Bankers optimistic after insolvency ordinance

Pedestrian waves the Indian flag 
Pedestrian waves the Indian flag 

The move to amend the Insolvency and Bankruptcy Code, in a manner which effectively bars defaulting promoters of large stressed accounts from bidding for their assets, is a step in the right direction even though it may hurt the immediate prospects of recovery from bad loan accounts. That’s the view emerging from lenders and central bank officials in response to the changes which were cleared by the President of India on Thursday.

Bankers and former regulators who spoke with BloombergQuint said the ordinance would ensure that promoters come to the discussion table to negotiate a deal, as a referral to the IBC would mean a high probability of losing their assets.

This brings in greater seriousness on the part of the promoter, when their loan turns into an NPA. Within short period of time, they should be able to come to an agreement with the creditors for the revival of the unit. Within that short period if they are not able to get a revival plan approved, they may not be able to bid for their assets.
R Gandhi, Former Deputy Governor, Reserve Bank of India

G Padmanabhan, non-executive chairman of Bank of India (BOI) and a former executive director at the Reserve Bank of India (RBI), said that the amendments will strengthen the insolvency process.

“To my mind, this has to happen because it doesn’t make sense for this entire detailed exercise to be put in place if in eight out of 10 cases, the companies go back to the promoters,” said Padmanabhan. “People who have played the system would definitely be out of the picture,” he added.

The amendment lists at least 10 ‘ineligibility criteria’ for those wanting to submit a resolution plan. This includes those whose loan accounts have been classified as non-performing assets (NPAs) for a year or more and wilful defaulters.

There is, however, a small window for promoters to submit a resolution scheme if they are able to regularize their accounts before the resolution process begins. This, according to VG Kannan, the CEO of the Indian Banks’ Association and a former managing director at the State Bank of India (SBI), would be key, since it forces promoters to pay the lenders in order to stay relevant in an insolvency process.

There may still be a near term hit for banks to take, cautioned analysts at Credit Suisse.

In the short term, resolutions might entail larger haircuts, particularly for the 40 percent of NPAs that will likely be under IBC by December 2017, as the number of incremental bidders reduces, the brokerage house said in a report on Thursday.

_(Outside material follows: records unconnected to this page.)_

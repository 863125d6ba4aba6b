//! Enumerations used by the configuration document.

use serde::Serialize;
use std::fmt;

/// How dark-mode variants are generated downstream.
#[derive(Debug, Clone, Copy, PartialEq, Eq, Serialize, Default)]
#[serde(rename_all = "kebab-case")]
pub enum DarkModeStrategy {
    /// Follow the `prefers-color-scheme` media query (default).
    #[default]
    MediaQuery,
    /// Toggle via an explicit class / selector on an ancestor element.
    ExplicitClass,
    /// Do not generate dark-mode variants.
    Disabled,
}

impl DarkModeStrategy {
    /// Parse a dark-mode strategy from its source spelling.
    ///
    /// Accepts the canonical names and the short forms found in
    /// configuration files (`media`, `class`, `selector`).
    #[allow(clippy::should_implement_trait)]
    pub fn from_str(s: &str) -> Option<Self> {
        match s.trim() {
            "media" | "media-query" => Some(Self::MediaQuery),
            "class" | "selector" | "explicit-class" => Some(Self::ExplicitClass),
            "disabled" => Some(Self::Disabled),
            _ => None,
        }
    }

    /// Canonical name.
    pub fn as_str(self) -> &'static str {
        match self {
            Self::MediaQuery => "media-query",
            Self::ExplicitClass => "explicit-class",
            Self::Disabled => "disabled",
        }
    }
}

impl fmt::Display for DarkModeStrategy {
    fn fmt(&self, f: &mut fmt::Formatter<'_>) -> fmt::Result {
        f.write_str(self.as_str())
    }
}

A 10 percent additional haircut could lead to an increase in credit cost by 17-45 basis points of loans for larger corporate lenders, it added.

Rajnish Kumar, chairman, SBI doesn’t agree with that view.

There is plenty of interest in the cases which are being resolved under the IBC, said Kumar on the sidelines of an event on Thursday. The assets, Kumar said, would be sold only at the fair value.

The amendments to the IBC come at a time when bankers are waiting to receive final resolution plans in the 12 large corporate accounts which were sent to the National Company Law Tribunal (NCLT) in June. In a majority of the cases, the expression of interest was sought by the resolution professionals in October, following which, the interested bidders had four to six weeks to submit a final resolution plan.

These 12 cases represent about a fourth of the banking sector’s gross NPAs.

A banker, who spoke to BloombergQuint on the condition of anonymity, believes that while the re-entry of promoters is more or less blocked for the 12 large cases, this may not be the case for the accounts which are part of the RBI’s second list. This list, which was sent to banks in August, consists of about 30 accounts where bankers have been given time till December 13 to resolve the stress outside the insolvency process. Even after the insolvency process begins, promoters will have until the resolution plans are submitted to regularize their account by paying the overdue amount. This may allow some of the promoters to hold on to their assets while allowing banks to upgrade their accounts.